I verbi usciron dalle labbra senza il consenso della ragione: canzonatorio e tracotante, con un'espressione curiosa sulle superficie dell'efebico ed ammaliante volto. Gli avventurieri avean fatto appello alle loro conoscenze per assoldare una banda armata dalla dubbia qualità, poiché taluno brandiva attrezzi da lavoro non consoni alla pugna: la letalità di quegli oggetti risiedeva nel poter istillar qualche sorta di infezione data l'eccessiva quantità di ruggine presente. Per quanto fosse palese lo scarso retaggio della nemica schiatta, non era congeniale un tafferuglio: le autorità locali avrebbero potuto far perdere decisamente troppo tempo. Sbuffò tediato Crimson, dipanando un arto dinanzi alla creatura del becco pronunciato, socchiudendo le palpebre come per acquisire la dovuta concentrazione. Lo scheletrico volatile non parea incline alla tenzone e in quel frangente, forse, non sarebbe stato un valido ausilio.
"Un paio di svolte ed una lunga via, dite? Vi ringrazio, ma ora andate, ci vedremo più tardi fuori l'arena."

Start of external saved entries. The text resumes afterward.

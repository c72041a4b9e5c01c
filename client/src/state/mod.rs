//! Shared client-side state modules.
//!
//! DESIGN
//! ======
//! `auth` is app-wide context; `form` is owned per form instance.

pub mod auth;
pub mod form;
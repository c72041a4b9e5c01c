//! # client
//!
//! Leptos + WASM front end for the gym membership portal: login,
//! registration, and a session-gated dashboard talking to an external REST
//! API.
//!
//! Built with `hydrate` for the browser and `ssr` for the host binary.

pub mod app;
pub mod components;
pub mod config;
pub mod net;
pub mod pages;
pub mod state;
pub mod util;

/// WASM entry point: install browser logging and hydrate the SSR markup.
#[cfg(feature = "hydrate")]
#[wasm_bindgen::prelude::wasm_bindgen]
pub fn hydrate() {
    console_error_panic_hook::set_once();
    let _ = console_log::init_with_level(log::Level::Info);
    leptos::mount::hydrate_body(app::App);
}
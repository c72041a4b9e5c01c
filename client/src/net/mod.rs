//! Networking modules for the external gym API.
//!
//! SYSTEM CONTEXT
//! ==============
//! `api` performs the REST calls and `types` defines the shared wire schema.

pub mod api;
#[cfg(test)]
pub(crate) mod fake_api;
pub mod types;
mod config;
mod routes;

use std::process::ExitCode;

use leptos::prelude::get_configuration;
use tracing_subscriber::EnvFilter;

use config::{ConfigError, HostConfig};

#[derive(Debug, thiserror::Error)]
enum StartupError {
    #[error(transparent)]
    Config(#[from] ConfigError),
    #[error("leptos configuration: {0}")]
    Leptos(String),
    #[error("server io: {0}")]
    Io(#[from] std::io::Error),
}

#[tokio::main]
async fn main() -> ExitCode {
    let _ = dotenvy::dotenv();

    let filter = EnvFilter::try_from_default_env().unwrap_or_else(|_| "gym_portal=info,tower_http=info".into());
    tracing_subscriber::fmt().with_env_filter(filter).init();

    match run().await {
        Ok(()) => ExitCode::SUCCESS,
        Err(e) => {
            tracing::error!(error = %e, "gym-portal failed to start");
            ExitCode::FAILURE
        }
    }
}

async fn run() -> Result<(), StartupError> {
    let host = HostConfig::from_env()?;
    let conf = get_configuration(None).map_err(|e| StartupError::Leptos(e.to_string()))?;

    let app = routes::app(conf.leptos_options);
    let addr = host.socket_addr();
    let listener = tokio::net::TcpListener::bind(addr).await?;

    tracing::info!(%addr, "gym-portal listening");
    axum::serve(listener, app).await?;
    Ok(())
}
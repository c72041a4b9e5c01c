//! Auth-session state for the current browser user.
//!
//! SYSTEM CONTEXT
//! ==============
//! Provided as context by `App`. Starts out `loading` (the server cannot see
//! local storage) and is resolved once on the client after mount from the
//! persisted session.

#[cfg(test)]
#[path = "auth_test.rs"]
mod auth_test;

use crate::net::types::Session;
use crate::util::session_store::SessionLoad;

/// Authentication state tracking the current session and loading status.
#[derive(Clone, Debug, PartialEq, Eq)]
pub struct AuthState {
    pub session: Option<Session>,
    pub loading: bool,
}

impl Default for AuthState {
    fn default() -> Self {
        Self { session: None, loading: true }
    }
}

impl AuthState {
    /// Resolved state from a session read. Corrupt sessions count as absent.
    pub fn from_load(load: SessionLoad) -> Self {
        Self { session: load.into_session(), loading: false }
    }

    pub fn signed_out() -> Self {
        Self { session: None, loading: false }
    }
}
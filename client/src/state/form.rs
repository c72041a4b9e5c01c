//! Per-form submission status.
//!
//! SYSTEM CONTEXT
//! ==============
//! Each form instance owns one `FormStatus`. It is replaced wholesale on every
//! submission attempt, and `is_loading` gates the submit control so only one
//! request is in flight per form.

#[cfg(test)]
#[path = "form_test.rs"]
mod form_test;

#[derive(Clone, Debug, Default, PartialEq, Eq)]
pub struct FormStatus {
    pub message: String,
    pub is_error: bool,
    pub is_loading: bool,
}

impl FormStatus {
    pub fn idle() -> Self {
        Self::default()
    }

    pub fn loading(message: impl Into<String>) -> Self {
        Self { message: message.into(), is_error: false, is_loading: true }
    }

    pub fn success(message: impl Into<String>) -> Self {
        Self { message: message.into(), is_error: false, is_loading: false }
    }

    pub fn error(message: impl Into<String>) -> Self {
        Self { message: message.into(), is_error: true, is_loading: false }
    }

    pub fn has_message(&self) -> bool {
        !self.message.is_empty()
    }

    /// CSS modifier for the status banner.
    pub fn tone(&self) -> &'static str {
        if self.is_error { "status--error" } else { "status--ok" }
    }
}
//! Collaborator API configuration.
//!
//! The base URL is fixed at build time: `PUBLIC_API_BASE_URL` in the build
//! environment overrides the default remote host.

#[cfg(test)]
#[path = "config_test.rs"]
mod config_test;

use std::time::Duration;

pub const DEFAULT_API_BASE_URL: &str = "https://gym-app-backend-2-pv91.onrender.com";
/// Hosted backend may cold-start; requests are abandoned after this long.
pub const DEFAULT_REQUEST_TIMEOUT_MS: u64 = 80_000;

#[derive(Debug, Clone, PartialEq, Eq)]
pub struct ApiConfig {
    pub base_url: String,
    pub timeout: Duration,
}

impl Default for ApiConfig {
    fn default() -> Self {
        Self::from_override(option_env!("PUBLIC_API_BASE_URL"))
    }
}

impl ApiConfig {
    /// Build config from an optional base-URL override. Blank overrides fall
    /// back to the default host.
    pub fn from_override(base_url: Option<&str>) -> Self {
        let base_url = base_url
            .map(str::trim)
            .filter(|v| !v.is_empty())
            .unwrap_or(DEFAULT_API_BASE_URL)
            .trim_end_matches('/')
            .to_owned();
        Self { base_url, timeout: Duration::from_millis(DEFAULT_REQUEST_TIMEOUT_MS) }
    }

    #[must_use]
    pub fn with_timeout(mut self, timeout: Duration) -> Self {
        self.timeout = timeout;
        self
    }

    /// Absolute URL for an API path such as `/login`.
    pub fn endpoint(&self, path: &str) -> String {
        format!("{}/{}", self.base_url, path.trim_start_matches('/'))
    }
}
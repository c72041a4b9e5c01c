//! Registration page: name, email and password for a new athlete account.
//!
//! Password length is checked locally before any request is made. Nothing is
//! persisted; a successful registration sends the user on to `/login`.

#[cfg(test)]
#[path = "register_test.rs"]
mod register_test;

use leptos::prelude::*;

use crate::components::status_banner::StatusBanner;
use crate::net::api::{ApiError, AuthApi};
use crate::net::types::Registration;
use crate::state::form::FormStatus;
use crate::util::navigation::{Redirect, Route};

pub const MIN_PASSWORD_LEN: usize = 6;
pub const REGISTER_REDIRECT_DELAY_MS: u32 = 1500;

const MSG_PASSWORD_TOO_SHORT: &str = "Mínimo 6 caracteres requeridos";
const MSG_PROCESSING: &str = "Procesando registro...";
const MSG_REGISTERED: &str = "¡Atleta registrado!";
const MSG_NO_RESPONSE: &str = "El servidor no responde";
const MSG_CONNECTION: &str = "Error de conexión";
const MSG_REGISTER_FAILED: &str = "Error al registrar atleta";

/// Result of one registration attempt.
#[derive(Clone, Debug, PartialEq, Eq)]
pub struct RegisterOutcome {
    pub status: FormStatus,
    /// Reset all inputs to empty strings.
    pub clear_form: bool,
    pub redirect: Option<Redirect>,
}

impl RegisterOutcome {
    fn failed(message: impl Into<String>) -> Self {
        Self { status: FormStatus::error(message), clear_form: false, redirect: None }
    }
}

/// Local checks that must pass before the form is submitted.
///
/// # Errors
///
/// Returns the message to show when the password is shorter than
/// [`MIN_PASSWORD_LEN`]. Length is counted in UTF-16 code units, the same
/// way the browser measures input values.
pub fn validate_registration(form: &Registration) -> Result<(), &'static str> {
    if form.password.encode_utf16().count() < MIN_PASSWORD_LEN {
        return Err(MSG_PASSWORD_TOO_SHORT);
    }
    Ok(())
}

/// Status shown while a registration request is in flight.
pub fn register_pending_status() -> FormStatus {
    FormStatus::loading(MSG_PROCESSING)
}

/// User-facing text for a failed registration.
pub fn register_error_message(err: &ApiError) -> String {
    if let Some(message) = err.server_message() {
        return message.to_owned();
    }
    match err {
        ApiError::NoResponse => MSG_NO_RESPONSE,
        ApiError::Request(_) => MSG_CONNECTION,
        ApiError::Rejected { .. } | ApiError::Decode(_) => MSG_REGISTER_FAILED,
    }
    .to_owned()
}

/// Validate `form` and, if it passes, submit it to the user-creation API.
pub async fn submit_registration<A: AuthApi>(api: &A, form: Registration) -> RegisterOutcome {
    if let Err(message) = validate_registration(&form) {
        return RegisterOutcome::failed(message);
    }

    match api.register(&form).await {
        Ok(resp) => RegisterOutcome {
            status: FormStatus::success(resp.message.unwrap_or_else(|| MSG_REGISTERED.to_owned())),
            clear_form: true,
            redirect: Some(Redirect::after(Route::Login, REGISTER_REDIRECT_DELAY_MS)),
        },
        Err(e) => {
            log::info!("registration failed: {e}");
            RegisterOutcome::failed(register_error_message(&e))
        }
    }
}

#[component]
pub fn RegisterPage() -> impl IntoView {
    let name = RwSignal::new(String::new());
    let email = RwSignal::new(String::new());
    let password = RwSignal::new(String::new());
    let status = RwSignal::new(FormStatus::idle());

    let on_submit = move |ev: leptos::ev::SubmitEvent| {
        ev.prevent_default();
        if status.get_untracked().is_loading {
            return;
        }
        let form = Registration {
            name: name.get_untracked().trim().to_owned(),
            email: email.get_untracked().trim().to_owned(),
            password: password.get_untracked(),
        };
        if let Err(message) = validate_registration(&form) {
            status.set(FormStatus::error(message));
            return;
        }
        status.set(register_pending_status());

        #[cfg(feature = "hydrate")]
        leptos::task::spawn_local(async move {
            let api = crate::net::api::HttpAuthApi::default();
            let outcome = submit_registration(&api, form).await;
            if outcome.clear_form {
                name.set(String::new());
                email.set(String::new());
                password.set(String::new());
            }
            status.set(outcome.status);
            if let Some(redirect) = outcome.redirect {
                crate::util::navigation::perform(redirect);
            }
        });

        #[cfg(not(feature = "hydrate"))]
        {
            let _ = form;
        }
    };

    let busy = move || status.get().is_loading;

    view! {
        <div class="register-page">
            <a class="register-page__back" href=Route::Home.path()>"← Volver al Inicio"</a>
            <form class="register-card" on:submit=on_submit>
                <div class="register-card__header">
                    <h2>"Únete a la " <span class="accent">"Élite"</span></h2>
                    <p class="register-card__subtitle">"Crea tu perfil de atleta"</p>
                </div>
                <label class="register-label">
                    "Nombre Completo"
                    <input
                        class="register-input"
                        name="name"
                        type="text"
                        placeholder="Ej. Marcus Vicius"
                        required
                        disabled=busy
                        prop:value=move || name.get()
                        on:input=move |ev| name.set(event_target_value(&ev))
                    />
                </label>
                <label class="register-label">
                    "Email de Atleta"
                    <input
                        class="register-input"
                        name="email"
                        type="email"
                        placeholder="atleta@gym.com"
                        required
                        disabled=busy
                        prop:value=move || email.get()
                        on:input=move |ev| email.set(event_target_value(&ev))
                    />
                </label>
                <label class="register-label">
                    "Contraseña"
                    <input
                        class="register-input"
                        name="password"
                        type="password"
                        placeholder="Mínimo 6 caracteres"
                        required
                        disabled=busy
                        prop:value=move || password.get()
                        on:input=move |ev| password.set(event_target_value(&ev))
                    />
                </label>
                <StatusBanner status=status/>
                <button class="register-button" type="submit" disabled=busy>
                    {move || if busy() { "Registrando..." } else { "Empezar Transformación" }}
                </button>
                <p class="register-card__footer">
                    "¿Ya eres miembro? " <a href=Route::Login.path()>"Inicia Sesión"</a>
                </p>
            </form>
        </div>
    }
}
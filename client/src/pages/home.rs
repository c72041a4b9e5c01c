//! Landing page linking to login and registration.

use leptos::prelude::*;

use crate::util::navigation::Route;

#[component]
pub fn HomePage() -> impl IntoView {
    view! {
        <div class="home-page">
            <h1>"Gym " <span class="accent">"Élite"</span></h1>
            <p class="home-page__tagline">"Entrena. Registra. Evoluciona."</p>
            <nav class="home-page__actions">
                <a class="btn btn--primary" href=Route::Login.path()>"Entrar al Gym"</a>
                <a class="btn" href=Route::Register.path()>"Crear cuenta"</a>
            </nav>
        </div>
    }
}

Un flebile fiato quello del giovane uomo, sì da non lasciar udir la rozza banda, auspicando che il signore dei cristalli seguisse le sue direttive, poiché con la sua andatura claudicante non sarebbe stato in grado di proseguire al fianco di Lance, o almeno in medesima guisa. Le palpebre si dischiusero di scatto, fregiandosi di iridi scarlatte, animate da vivide vampe pulsanti. Uno sguardo austero e sinistro vegliava su coloro al suo cospetto, occhi che parean scrutar i meandri più reconditi dell'anima, sin a gelar la tiepida linfa nelle vene. Uno sguardo penetrante ed altresì malevolo, in grado di destar i più remoti timori. Uno sguardo che sembrò mutar l'intero aspetto del cavaliere da ramingo a mortifera creatura. Il silenzio permeava l'aere, un singolo passo di Crimson infranse la quiete, sì da innescar la tempesta. Un funereo corteo di grezze lame distorse lo spazio e turbinò attorno al guerriero dalla cappa scarlatta, disponendosi alle spalle sue, troneggiando, pazientando d'esser scagliate.
"Le vostre vite valgono una zuffa in una bettola? Badate bene: non serbo pietà per gli stolti!"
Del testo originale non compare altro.